The result on screen is unpredictable but probably good enough for
entertainment purposes.

There are two prevalent HDR video signal systems aside from the closed
Dolby system.

The PQ system defines the Perceptual Quantizer (PQ) EOTF that maps
pixel color values to absolute luminance in cd/m². The 100% level of a
PQ signal is 10,000 cd/m² which is practically beyond any monitor's
capabilities. When you use PQ EOTF to decode color values into linear
values, you get literal cd/m² values. These absolute luminance values
are good to display as is only on a so called mastering display where
the color control of the production has been performed. For any other
display, like any display one might have at hand at home or in the
office, some kind of *tone mapping* must be done to adapt the content to
the display capabilities. This is why PQ system HDR signal usually
comes with information about the mastering display used.

The HLG system defines the HLG OETF that is used to encode producer
optical color values into electrical values. It also defines the
parameterised HLG Opto-Optical Transfer Function (OOTF) that must be
used in a display to tone map the decoded (with the inverse OETF) video
signal for the monitor at hand. The OOTF takes care of a suitable
mapping of the content to monitors with different dynamic ranges.


## Viewing Environment

Adapting content to the monitor at hand is not enough. The viewing
environment also affects the perception of color on screen. Color
appearance modeling studies the effect of environment and everything
else that changes the human perception of colors without actually
changing the colors themselves.

One of the major physical effects is screen flare, ambient light
reflected from the screen surface. While the flare is usually fairly
uniform, colorless (white), and dim (otherwise it bothers the viewer
anyway), it can still have a big impact on the perception of dark
colors. This is because the flare can easily dominate the dark colors
emitted by a display and the human visual system adapts to the overall
brightness of what it sees, losing visual details as the dark colors
are no longer distinguishable under the elevated overall brightness.

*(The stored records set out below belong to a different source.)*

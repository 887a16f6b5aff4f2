use async_trait::async_trait;
use chrono::{DateTime, Utc};
use configuration::MarketData;
use core_types::Quote;
use reqwest::header::{AUTHORIZATION, HeaderMap, HeaderValue};
use rust_decimal::Decimal;
use serde::Deserialize;
use std::time::Duration;

use crate::QuoteGateway;
use crate::error::MarketDataError;

/// A concrete implementation of the `QuoteGateway` for the brapi API,
/// which serves delayed B3 quotes over plain HTTPS.
#[derive(Clone)]
pub struct BrapiClient {
    client: reqwest::Client,
    base_url: String,
}

impl BrapiClient {
    pub fn new(settings: &MarketData) -> Result<Self, MarketDataError> {
        let mut headers = HeaderMap::new();
        if let Some(token) = &settings.token {
            let value = HeaderValue::from_str(&format!("Bearer {token}"))
                .map_err(|_| MarketDataError::InvalidToken)?;
            headers.insert(AUTHORIZATION, value);
        }

        let client = reqwest::Client::builder()
            .default_headers(headers)
            .timeout(Duration::from_secs(settings.timeout_secs))
            .build()?;

        Ok(Self {
            client,
            base_url: settings.base_url.trim_end_matches('/').to_string(),
        })
    }

    /// One round trip to `/quote/{SYM1,SYM2,...}`. Symbols the provider does
    /// not know, and results without a market price, are dropped here.
    async fn fetch_batch(&self, symbols: &[String]) -> Result<Vec<Quote>, MarketDataError> {
        let joined = symbols
            .iter()
            .map(|s| s.trim().to_uppercase())
            .collect::<Vec<_>>()
            .join(",");
        let url = format!("{}/quote/{}", self.base_url, joined);

        let response = self.client.get(&url).send().await?;
        let status = response.status();
        let text = response.text().await?;

        if !status.is_success() {
            let message = serde_json::from_str::<ProviderErrorResponse>(&text)
                .ok()
                .and_then(|e| e.message)
                .unwrap_or(text);
            return Err(MarketDataError::Provider(status.as_u16(), message));
        }

        let parsed: QuoteListResponse = serde_json::from_str(&text)
            .map_err(|e| MarketDataError::Deserialization(e.to_string()))?;

        Ok(parsed
            .results
            .into_iter()
            .filter_map(RawQuote::into_quote)
            .collect())
    }
}

#[async_trait]
impl QuoteGateway for BrapiClient {
    async fn quote(&self, symbol: &str) -> Result<Quote, MarketDataError> {
        let wanted = symbol.trim().to_uppercase();
        let batch = self.fetch_batch(std::slice::from_ref(&wanted)).await?;
        batch
            .into_iter()
            .find(|q| q.symbol == wanted)
            .ok_or(MarketDataError::SymbolNotFound(wanted))
    }

    async fn quotes(&self, symbols: &[String]) -> Result<Vec<Quote>, MarketDataError> {
        if symbols.is_empty() {
            return Ok(Vec::new());
        }
        self.fetch_batch(symbols).await
    }
}

#[derive(Deserialize)]
struct QuoteListResponse {
    #[serde(default)]
    results: Vec<RawQuote>,
}

#[derive(Deserialize)]
struct ProviderErrorResponse {
    message: Option<String>,
}

// Intermediate struct for deserializing quote results from the brapi API.
#[derive(Deserialize)]
#[serde(rename_all = "camelCase")]
struct RawQuote {
    symbol: String,
    regular_market_price: Option<Decimal>,
    regular_market_previous_close: Option<Decimal>,
    regular_market_day_high: Option<Decimal>,
    regular_market_day_low: Option<Decimal>,
    regular_market_volume: Option<i64>,
    regular_market_time: Option<DateTime<Utc>>,
}

impl RawQuote {
    fn into_quote(self) -> Option<Quote> {
        let price = self.regular_market_price?;
        Some(Quote {
            symbol: self.symbol.to_uppercase(),
            price,
            previous_close: self.regular_market_previous_close,
            day_high: self.regular_market_day_high,
            day_low: self.regular_market_day_low,
            volume: self.regular_market_volume,
            updated_at: self.regular_market_time.unwrap_or_else(Utc::now),
        })
    }
}

#[cfg(test)]
mod tests {
    use super::*;
    use rust_decimal_macros::dec;

    #[test]
    fn parses_a_brapi_result_payload() {
        let payload = r#"{
            "results": [
                {
                    "symbol": "PETR4",
                    "regularMarketPrice": 38.52,
                    "regularMarketPreviousClose": 38.10,
                    "regularMarketDayHigh": 38.90,
                    "regularMarketDayLow": 37.95,
                    "regularMarketVolume": 51234400,
                    "regularMarketTime": "2024-05-10T17:59:00.000Z"
                },
                {
                    "symbol": "XXXX9",
                    "regularMarketPrice": null
                }
            ]
        }"#;

        let parsed: QuoteListResponse = serde_json::from_str(payload).unwrap();
        let quotes: Vec<Quote> = parsed
            .results
            .into_iter()
            .filter_map(RawQuote::into_quote)
            .collect();

        assert_eq!(quotes.len(), 1);
        assert_eq!(quotes[0].symbol, "PETR4");
        assert_eq!(quotes[0].price, dec!(38.52));
        assert_eq!(quotes[0].previous_close, Some(dec!(38.10)));
        assert_eq!(quotes[0].volume, Some(51234400));
    }

    #[test]
    fn a_payload_without_results_parses_to_an_empty_batch() {
        let parsed: QuoteListResponse = serde_json::from_str("{}").unwrap();
        assert!(parsed.results.is_empty());
    }
}
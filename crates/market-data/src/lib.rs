//! # Boleta Market Data Crate
//!
//! This crate is the system's window onto market prices. It defines the
//! abstract quote gateway that the brokerage and portfolio layers consume,
//! plus the two concrete providers: the live brapi HTTP client and an
//! in-memory static provider for demos and tests.
//!
//! ## Architectural Principles
//!
//! - **Adapter Behind a Trait:** Everything upstream depends on the
//!   `QuoteGateway` trait, never on a concrete client, so the provider can
//!   be swapped without touching business logic.
//! - **Missing Symbols Are Not Failures:** A batch lookup returns the quotes
//!   it found and silently omits the rest. Only transport-level problems
//!   (network, provider outage) surface as errors.
//!
//! ## Public API
//!
//! - `QuoteGateway`: The abstract interface for fetching quotes.
//! - `BrapiClient`: The live HTTP implementation against the brapi API.
//! - `StaticQuotes`: A deterministic in-memory implementation.
//! - `MarketDataError`: The specific error types that can be returned from this crate.

use async_trait::async_trait;
use core_types::Quote;

// Declare the modules that constitute this crate.
pub mod brapi;
pub mod error;
pub mod static_quotes;

// --- Public API ---
pub use brapi::BrapiClient;
pub use error::MarketDataError;
pub use static_quotes::StaticQuotes;

/// The generic, abstract interface for a market quote provider.
/// This trait is the contract the brokerage and portfolio layers use,
/// allowing the underlying implementation (live or static) to be swapped out.
#[async_trait]
pub trait QuoteGateway: Send + Sync {
    /// Fetches the current quote for a single symbol.
    ///
    /// Errors with [`MarketDataError::SymbolNotFound`] when the provider does
    /// not know the symbol.
    async fn quote(&self, symbol: &str) -> Result<Quote, MarketDataError>;

    /// Fetches quotes for a batch of symbols.
    ///
    /// Symbols the provider does not know are omitted from the result rather
    /// than failing the whole batch.
    async fn quotes(&self, symbols: &[String]) -> Result<Vec<Quote>, MarketDataError>;
}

The overall illumination of the viewing environment affects the
adaptation state of the human visual system. It affects both the
dynamic range (brightness) adaptation and the white point adaptation.
White point adaptation can be observed from different perceived colors
of white. A (display) color that looks white in one environment can
look bluish or reddish in another environment. Usually this is
compensated with the monitor color temperature settings.

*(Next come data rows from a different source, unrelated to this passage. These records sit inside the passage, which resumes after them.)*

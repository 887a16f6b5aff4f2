use chrono::{DateTime, Utc};
use rust_decimal::Decimal;
use serde::{Deserialize, Serialize};
use uuid::Uuid;

use crate::enums::{AccountStatus, OrderSide, OrderStatus, OrderType, TimeInForce};

/// A paper-trading account. `balance` is the total cash on the books and
/// `blocked_balance` is the slice of it reserved by active buy orders.
#[derive(Debug, Clone, PartialEq, Serialize, Deserialize)]
pub struct Account {
    pub id: Uuid,
    pub user_id: Uuid,
    pub account_number: String,
    pub balance: Decimal,
    pub blocked_balance: Decimal,
    pub total_invested: Decimal,
    pub total_profit_loss: Decimal,
    pub status: AccountStatus,
    /// Optional risk cap: the largest order value (quantity times reference
    /// price) this account may admit. `None` means uncapped.
    pub max_position_size: Option<Decimal>,
    pub created_at: DateTime<Utc>,
    pub updated_at: DateTime<Utc>,
}

impl Account {
    /// Cash the account can still commit to new buy orders.
    pub fn available_balance(&self) -> Decimal {
        self.balance - self.blocked_balance
    }

    pub fn is_active(&self) -> bool {
        self.status == AccountStatus::Active
    }
}

/// A single order on the books, from admission through its terminal state.
///
/// `reserved_amount` records exactly how much cash the admission step blocked
/// for this order (zero for sells), so that cancellation and execution can
/// release precisely what was taken.
#[derive(Debug, Clone, PartialEq, Serialize, Deserialize)]
pub struct Order {
    pub id: Uuid,
    pub account_id: Uuid,
    pub symbol: String,
    pub side: OrderSide,
    pub order_type: OrderType,
    pub quantity: i64,
    pub limit_price: Option<Decimal>,
    pub stop_price: Option<Decimal>,
    pub status: OrderStatus,
    pub filled_quantity: i64,
    pub total_executed_value: Decimal,
    pub fees: Decimal,
    pub reserved_amount: Decimal,
    pub time_in_force: TimeInForce,
    pub executed_at: Option<DateTime<Utc>>,
    pub cancelled_at: Option<DateTime<Utc>>,
    pub created_at: DateTime<Utc>,
    pub updated_at: DateTime<Utc>,
}

impl Order {
    pub fn is_active(&self) -> bool {
        self.status.is_active()
    }

    pub fn remaining_quantity(&self) -> i64 {
        self.quantity - self.filled_quantity
    }

    /// Average price across everything filled so far, `None` before any fill.
    pub fn average_fill_price(&self) -> Option<Decimal> {
        if self.filled_quantity <= 0 {
            return None;
        }
        Some(self.total_executed_value / Decimal::from(self.filled_quantity))
    }
}

/// The account's holding in a single symbol. At most one row exists per
/// `(account_id, symbol)` pair, and a row with zero quantity is deleted
/// rather than kept.
#[derive(Debug, Clone, PartialEq, Serialize, Deserialize)]
pub struct Position {
    pub id: Uuid,
    pub account_id: Uuid,
    pub symbol: String,
    pub quantity: i64,
    pub average_price: Decimal,
    pub total_cost: Decimal,
    pub realized_pnl: Decimal,
    pub created_at: DateTime<Utc>,
    pub updated_at: DateTime<Utc>,
}

impl Position {
    pub fn market_value(&self, price: Decimal) -> Decimal {
        price * Decimal::from(self.quantity)
    }

    pub fn unrealized_pnl(&self, price: Decimal) -> Decimal {
        (price - self.average_price) * Decimal::from(self.quantity)
    }

    /// Unrealized P&L as a percentage of the pre-fee cost basis
    /// (`quantity * average_price`), zero when there is none.
    pub fn unrealized_pnl_percent(&self, price: Decimal) -> Decimal {
        let cost_basis = self.average_price * Decimal::from(self.quantity);
        if cost_basis <= Decimal::ZERO {
            return Decimal::ZERO;
        }
        self.unrealized_pnl(price) / cost_basis * Decimal::from(100)
    }
}

/// A market snapshot for one symbol, as served by the quote gateway.
#[derive(Debug, Clone, PartialEq, Serialize, Deserialize)]
pub struct Quote {
    pub symbol: String,
    pub price: Decimal,
    pub previous_close: Option<Decimal>,
    pub day_high: Option<Decimal>,
    pub day_low: Option<Decimal>,
    pub volume: Option<i64>,
    pub updated_at: DateTime<Utc>,
}

/// A validated intent to trade, before admission turns it into an [`Order`].
///
/// The variant fixes which prices must be present: a limit order always
/// carries its limit price, a stop order its trigger, and a stop-limit both.
#[derive(Debug, Clone, PartialEq, Serialize, Deserialize)]
#[serde(tag = "type", rename_all = "snake_case")]
pub enum OrderRequest {
    Market {
        symbol: String,
        side: OrderSide,
        quantity: i64,
        #[serde(default)]
        time_in_force: TimeInForce,
    },
    Limit {
        symbol: String,
        side: OrderSide,
        quantity: i64,
        limit_price: Decimal,
        #[serde(default)]
        time_in_force: TimeInForce,
    },
    Stop {
        symbol: String,
        side: OrderSide,
        quantity: i64,
        stop_price: Decimal,
        #[serde(default)]
        time_in_force: TimeInForce,
    },
    StopLimit {
        symbol: String,
        side: OrderSide,
        quantity: i64,
        limit_price: Decimal,
        stop_price: Decimal,
        #[serde(default)]
        time_in_force: TimeInForce,
    },
}

impl OrderRequest {
    pub fn symbol(&self) -> &str {
        match self {
            OrderRequest::Market { symbol, .. }
            | OrderRequest::Limit { symbol, .. }
            | OrderRequest::Stop { symbol, .. }
            | OrderRequest::StopLimit { symbol, .. } => symbol,
        }
    }

    pub fn side(&self) -> OrderSide {
        match self {
            OrderRequest::Market { side, .. }
            | OrderRequest::Limit { side, .. }
            | OrderRequest::Stop { side, .. }
            | OrderRequest::StopLimit { side, .. } => *side,
        }
    }

    pub fn quantity(&self) -> i64 {
        match self {
            OrderRequest::Market { quantity, .. }
            | OrderRequest::Limit { quantity, .. }
            | OrderRequest::Stop { quantity, .. }
            | OrderRequest::StopLimit { quantity, .. } => *quantity,
        }
    }

    pub fn time_in_force(&self) -> TimeInForce {
        match self {
            OrderRequest::Market { time_in_force, .. }
            | OrderRequest::Limit { time_in_force, .. }
            | OrderRequest::Stop { time_in_force, .. }
            | OrderRequest::StopLimit { time_in_force, .. } => *time_in_force,
        }
    }

    pub fn order_type(&self) -> OrderType {
        match self {
            OrderRequest::Market { .. } => OrderType::Market,
            OrderRequest::Limit { .. } => OrderType::Limit,
            OrderRequest::Stop { .. } => OrderType::Stop,
            OrderRequest::StopLimit { .. } => OrderType::StopLimit,
        }
    }

    pub fn limit_price(&self) -> Option<Decimal> {
        match self {
            OrderRequest::Limit { limit_price, .. }
            | OrderRequest::StopLimit { limit_price, .. } => Some(*limit_price),
            OrderRequest::Market { .. } | OrderRequest::Stop { .. } => None,
        }
    }

    pub fn stop_price(&self) -> Option<Decimal> {
        match self {
            OrderRequest::Stop { stop_price, .. }
            | OrderRequest::StopLimit { stop_price, .. } => Some(*stop_price),
            OrderRequest::Market { .. } | OrderRequest::Limit { .. } => None,
        }
    }
}
use async_trait::async_trait;
use chrono::Utc;
use core_types::{Account, AccountStatus, Order, Position, round_money};
use rust_decimal::Decimal;
use std::collections::HashMap;
use std::sync::Arc;
use tokio::sync::{Mutex, OwnedMutexGuard};
use uuid::Uuid;

use crate::error::StoreError;
use crate::store::{LedgerStore, LedgerTx, OrderFilter};

#[derive(Debug, Default, Clone)]
struct MemoryState {
    accounts: HashMap<Uuid, Account>,
    orders: HashMap<Uuid, Order>,
    positions: HashMap<Uuid, Position>,
}

/// An in-memory ledger store with the same transactional contract as the
/// PostgreSQL one.
///
/// A transaction takes the single state lock and works on a scratch copy;
/// commit writes the scratch back, while rollback (or drop) discards it.
/// Holding the lock until the transaction ends is the in-memory stand-in
/// for row locking: concurrent mutations are serialized, never interleaved.
#[derive(Default, Clone)]
pub struct MemoryLedgerStore {
    state: Arc<Mutex<MemoryState>>,
}

impl MemoryLedgerStore {
    pub fn new() -> Self {
        Self::default()
    }
}

#[async_trait]
impl LedgerStore for MemoryLedgerStore {
    async fn begin(&self) -> Result<Box<dyn LedgerTx>, StoreError> {
        let guard = self.state.clone().lock_owned().await;
        let scratch = guard.clone();
        Ok(Box::new(MemoryLedgerTx { guard, scratch }))
    }

    async fn create_account(
        &self,
        user_id: Uuid,
        account_number: &str,
        opening_balance: Decimal,
    ) -> Result<Account, StoreError> {
        let now = Utc::now();
        let account = Account {
            id: Uuid::new_v4(),
            user_id,
            account_number: account_number.to_string(),
            balance: round_money(opening_balance),
            blocked_balance: Decimal::ZERO,
            total_invested: Decimal::ZERO,
            total_profit_loss: Decimal::ZERO,
            status: AccountStatus::Active,
            max_position_size: None,
            created_at: now,
            updated_at: now,
        };
        self.state
            .lock()
            .await
            .accounts
            .insert(account.id, account.clone());
        Ok(account)
    }

    async fn account(&self, account_id: Uuid) -> Result<Account, StoreError> {
        self.state
            .lock()
            .await
            .accounts
            .get(&account_id)
            .cloned()
            .ok_or(StoreError::AccountNotFound(account_id))
    }

    async fn order(&self, order_id: Uuid) -> Result<Order, StoreError> {
        self.state
            .lock()
            .await
            .orders
            .get(&order_id)
            .cloned()
            .ok_or(StoreError::OrderNotFound(order_id))
    }

    async fn orders(
        &self,
        account_id: Uuid,
        filter: &OrderFilter,
    ) -> Result<Vec<Order>, StoreError> {
        let state = self.state.lock().await;
        let wanted_symbol = filter.symbol.as_ref().map(|s| s.trim().to_uppercase());
        let mut matches: Vec<Order> = state
            .orders
            .values()
            .filter(|order| order.account_id == account_id)
            .filter(|order| filter.status.is_none_or(|status| order.status == status))
            .filter(|order| {
                wanted_symbol
                    .as_ref()
                    .is_none_or(|symbol| &order.symbol == symbol)
            })
            .cloned()
            .collect();
        matches.sort_by(|a, b| b.created_at.cmp(&a.created_at));
        matches.truncate(filter.effective_limit() as usize);
        Ok(matches)
    }

    async fn positions(&self, account_id: Uuid) -> Result<Vec<Position>, StoreError> {
        let state = self.state.lock().await;
        let mut matches: Vec<Position> = state
            .positions
            .values()
            .filter(|position| position.account_id == account_id)
            .cloned()
            .collect();
        matches.sort_by(|a, b| a.symbol.cmp(&b.symbol));
        Ok(matches)
    }

    async fn position(
        &self,
        account_id: Uuid,
        symbol: &str,
    ) -> Result<Option<Position>, StoreError> {
        let wanted = symbol.trim().to_uppercase();
        Ok(self
            .state
            .lock()
            .await
            .positions
            .values()
            .find(|position| position.account_id == account_id && position.symbol == wanted)
            .cloned())
    }
}

pub struct MemoryLedgerTx {
    guard: OwnedMutexGuard<MemoryState>,
    scratch: MemoryState,
}

#[async_trait]
impl LedgerTx for MemoryLedgerTx {
    async fn account_for_update(&mut self, account_id: Uuid) -> Result<Account, StoreError> {
        self.scratch
            .accounts
            .get(&account_id)
            .cloned()
            .ok_or(StoreError::AccountNotFound(account_id))
    }

    async fn order_for_update(&mut self, order_id: Uuid) -> Result<Order, StoreError> {
        self.scratch
            .orders
            .get(&order_id)
            .cloned()
            .ok_or(StoreError::OrderNotFound(order_id))
    }

    async fn position_for_update(
        &mut self,
        account_id: Uuid,
        symbol: &str,
    ) -> Result<Option<Position>, StoreError> {
        let wanted = symbol.trim().to_uppercase();
        Ok(self
            .scratch
            .positions
            .values()
            .find(|position| position.account_id == account_id && position.symbol == wanted)
            .cloned())
    }

    async fn insert_order(&mut self, order: &Order) -> Result<(), StoreError> {
        self.scratch.orders.insert(order.id, order.clone());
        Ok(())
    }

    async fn update_order(&mut self, order: &Order) -> Result<(), StoreError> {
        self.scratch.orders.insert(order.id, order.clone());
        Ok(())
    }

    async fn update_account(&mut self, account: &Account) -> Result<(), StoreError> {
        self.scratch.accounts.insert(account.id, account.clone());
        Ok(())
    }

    async fn upsert_position(&mut self, position: &Position) -> Result<(), StoreError> {
        // Mirror the unique (account_id, symbol) constraint: replace any
        // existing row for the pair even if its id differs.
        let existing_id = self
            .scratch
            .positions
            .values()
            .find(|p| p.account_id == position.account_id && p.symbol == position.symbol)
            .map(|p| p.id);
        if let Some(id) = existing_id {
            if id != position.id {
                self.scratch.positions.remove(&id);
            }
        }
        self.scratch.positions.insert(position.id, position.clone());
        Ok(())
    }

    async fn delete_position(&mut self, position_id: Uuid) -> Result<(), StoreError> {
        self.scratch.positions.remove(&position_id);
        Ok(())
    }

    async fn commit(self: Box<Self>) -> Result<(), StoreError> {
        let Self { mut guard, scratch } = *self;
        *guard = scratch;
        Ok(())
    }

    async fn rollback(self: Box<Self>) -> Result<(), StoreError> {
        let Self { guard, scratch: _ } = *self;
        drop(guard);
        Ok(())
    }
}

#[cfg(test)]
mod tests {
    use super::*;
    use rust_decimal_macros::dec;
    use std::time::Duration;

    #[tokio::test]
    async fn commit_publishes_and_rollback_discards() {
        let store = MemoryLedgerStore::new();
        let account = store
            .create_account(Uuid::new_v4(), "ACC-0001", dec!(10000.00))
            .await
            .unwrap();

        let mut tx = store.begin().await.unwrap();
        let mut draft = tx.account_for_update(account.id).await.unwrap();
        draft.balance = dec!(9000.00);
        tx.update_account(&draft).await.unwrap();
        tx.rollback().await.unwrap();
        assert_eq!(store.account(account.id).await.unwrap().balance, dec!(10000.00));

        let mut tx = store.begin().await.unwrap();
        let mut draft = tx.account_for_update(account.id).await.unwrap();
        draft.balance = dec!(9000.00);
        tx.update_account(&draft).await.unwrap();
        tx.commit().await.unwrap();
        assert_eq!(store.account(account.id).await.unwrap().balance, dec!(9000.00));
    }

    #[tokio::test]
    async fn dropping_a_transaction_discards_its_writes() {
        let store = MemoryLedgerStore::new();
        let account = store
            .create_account(Uuid::new_v4(), "ACC-0002", dec!(500.00))
            .await
            .unwrap();

        {
            let mut tx = store.begin().await.unwrap();
            let mut draft = tx.account_for_update(account.id).await.unwrap();
            draft.balance = Decimal::ZERO;
            tx.update_account(&draft).await.unwrap();
            // Dropped here without commit.
        }

        assert_eq!(store.account(account.id).await.unwrap().balance, dec!(500.00));
    }

    #[tokio::test]
    async fn a_second_transaction_waits_for_the_first() {
        let store = MemoryLedgerStore::new();

        let tx = store.begin().await.unwrap();
        let blocked = tokio::time::timeout(Duration::from_millis(50), store.begin()).await;
        assert!(blocked.is_err(), "second begin should block until the first ends");

        tx.rollback().await.unwrap();
        let unblocked = tokio::time::timeout(Duration::from_millis(50), store.begin()).await;
        assert!(unblocked.is_ok());
    }

    #[tokio::test]
    async fn upsert_keeps_one_row_per_account_and_symbol() {
        let store = MemoryLedgerStore::new();
        let account_id = Uuid::new_v4();
        let now = Utc::now();
        let first = Position {
            id: Uuid::new_v4(),
            account_id,
            symbol: "PETR4".to_string(),
            quantity: 100,
            average_price: dec!(50.00),
            total_cost: dec!(5000.00),
            realized_pnl: Decimal::ZERO,
            created_at: now,
            updated_at: now,
        };
        let replacement = Position {
            id: Uuid::new_v4(),
            quantity: 150,
            ..first.clone()
        };

        let mut tx = store.begin().await.unwrap();
        tx.upsert_position(&first).await.unwrap();
        tx.upsert_position(&replacement).await.unwrap();
        tx.commit().await.unwrap();

        let positions = store.positions(account_id).await.unwrap();
        assert_eq!(positions.len(), 1);
        assert_eq!(positions[0].quantity, 150);
    }
}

If the environment is very dark and the screen covers much of the field
of vision, then the human visual system adapts mostly to the screen
content as there is little other color reference in sight.

Fortunately viewing environments tend to be arranged to be somewhat
standardish for most use cases. Office environment tends to be well lit
indoors, and living room environment tends to be dim indoors with
(home) theatre environment as the culmination of very dark surroundings
with no stray light. Professional color work uses strictly controlled
viewing environments. This avoids environment related problems.


## Conclusion

We started with the assumption that the pixel was rendered with the
intention to be displayed. This hints that not all pixels are intended
to be displayed. In fact, if you took a raw image from a camera
(think of professional cameras with RAW file format), it would look
quite bad on a display even if you took care of everything mentioned in
this article. Such images need to be carefully processed before they
are ready for display. Consumer cameras do that processing on the
camera using manufacturer magic algorithms, so it is possible you have
never had such an image.

All the above may seem a lot to digest, and we did not even go into
details. The point of this article is to give you an idea of the
concepts related to a pixel's color, hopefully letting you follow other
discussions around color more easily, like why one cannot "just blend"
two pixels together or how "RGB" alone does not mean much.